Search the material below for the string "validator". Return every line that holds it.
##### Recorded data #####
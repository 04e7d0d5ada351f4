use axum::extract::rejection::JsonRejection;
use axum::http::StatusCode;
use axum::response::{IntoResponse, Response};
use thiserror::Error;
use tracing::{error, warn};

use crate::services::UpstreamError;
use crate::utils::response::error as error_response;

#[derive(Debug, Error)]
pub enum AppError {
    #[error("Validation error: {0}")]
    ValidationError(String),

    #[error("Authentication error: {0}")]
    AuthError(String),

    #[error("Resource not found: {0}")]
    NotFound(String),

    /// Upstream answered with a non-2xx status that is relayed to the caller.
    #[error("Upstream rejected request ({status}): {message}")]
    UpstreamRejected { status: StatusCode, message: String },

    #[error("External service error: {0}")]
    ExternalServiceError(String),

    #[error("Internal server error")]
    InternalServerError(String),
}

impl AppError {
    pub fn status_code(&self) -> StatusCode {
        match self {
            AppError::ValidationError(_) => StatusCode::BAD_REQUEST,
            AppError::AuthError(_) => StatusCode::UNAUTHORIZED,
            AppError::NotFound(_) => StatusCode::NOT_FOUND,
            AppError::UpstreamRejected { status, .. } => *status,
            AppError::ExternalServiceError(_) => StatusCode::INTERNAL_SERVER_ERROR,
            AppError::InternalServerError(_) => StatusCode::INTERNAL_SERVER_ERROR,
        }
    }

    pub fn code(&self) -> &'static str {
        match self {
            AppError::ValidationError(_) => "VALIDATION_ERROR",
            AppError::AuthError(_) => "AUTH_ERROR",
            AppError::NotFound(_) => "NOT_FOUND",
            AppError::UpstreamRejected { .. } => "UPSTREAM_REJECTED",
            AppError::ExternalServiceError(_) => "EXTERNAL_SERVICE_ERROR",
            AppError::InternalServerError(_) => "INTERNAL_SERVER_ERROR",
        }
    }

    /// Maps an upstream failure to a generic 500 with a caller-facing message.
    pub fn upstream(context: &str, public_message: &str) -> impl FnOnce(UpstreamError) -> Self {
        let context = context.to_string();
        let public_message = public_message.to_string();
        move |err| {
            error!(error = %err, context = %context, "Upstream call failed");
            AppError::ExternalServiceError(public_message)
        }
    }

    fn log(&self) {
        match self {
            AppError::ValidationError(msg)
            | AppError::AuthError(msg)
            | AppError::NotFound(msg) => {
                warn!(code = self.code(), message = %msg, "Request rejected");
            }
            AppError::UpstreamRejected { status, message } => {
                warn!(status = %status, message = %message, "Upstream rejected request");
            }
            AppError::ExternalServiceError(msg) | AppError::InternalServerError(msg) => {
                error!(error = ?self, message = %msg, "Application error");
            }
        }
    }
}

impl From<validator::ValidationErrors> for AppError {
    fn from(errors: validator::ValidationErrors) -> Self {
        let mut messages: Vec<String> = errors
            .field_errors()
            .iter()
            .flat_map(|(field, errors)| {
                errors.iter().map(move |e| {
                    e.message
                        .as_ref()
                        .map(|m| m.to_string())
                        .unwrap_or_else(|| format!("Invalid field '{}'", field))
                })
            })
            .collect();
        messages.sort();

        let message = if messages.len() == 1 {
            messages.remove(0)
        } else {
            format!("{} validation errors: {}", messages.len(), messages.join("; "))
        };

        AppError::ValidationError(message)
    }
}

impl From<JsonRejection> for AppError {
    fn from(rejection: JsonRejection) -> Self {
        AppError::ValidationError(rejection.body_text())
    }
}

impl IntoResponse for AppError {
    fn into_response(self) -> Response {
        let status = self.status_code();
        let code = self.code();

        self.log();

        // Internal failures never expose their detail to the client.
        let public_message = match self {
            AppError::ValidationError(msg)
            | AppError::AuthError(msg)
            | AppError::NotFound(msg)
            | AppError::ExternalServiceError(msg) => msg,
            AppError::UpstreamRejected { message, .. } => message,
            AppError::InternalServerError(_) => {
                "Internal server error. Please try again.".to_string()
            }
        };

        error_response(code, public_message, status)
    }
}
//! Client for the payment-preference service.

use reqwest::Client;
use tracing::debug;

use super::{send_json, UpstreamError};
use crate::models::{PaymentPreferenceRequest, UpstreamPreference};

#[derive(Debug, Clone)]
pub struct PaymentClient {
    client: Client,
    base_url: String,
}

impl PaymentClient {
    pub fn new(client: Client, base_url: impl Into<String>) -> Self {
        let base_url = base_url.into().trim_end_matches('/').to_string();
        Self { client, base_url }
    }

    pub async fn create_preference(
        &self,
        preference: &PaymentPreferenceRequest,
    ) -> Result<UpstreamPreference, UpstreamError> {
        let url = format!("{}/payment/preference", self.base_url);
        debug!(
            url = %url,
            external_reference = %preference.external_reference,
            "Creating payment preference"
        );

        send_json(self.client.post(&url).json(preference)).await
    }
}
#####
Exercise solution:
impl From<validator::ValidationErrors> for AppError {
    fn from(errors: validator::ValidationErrors) -> Self {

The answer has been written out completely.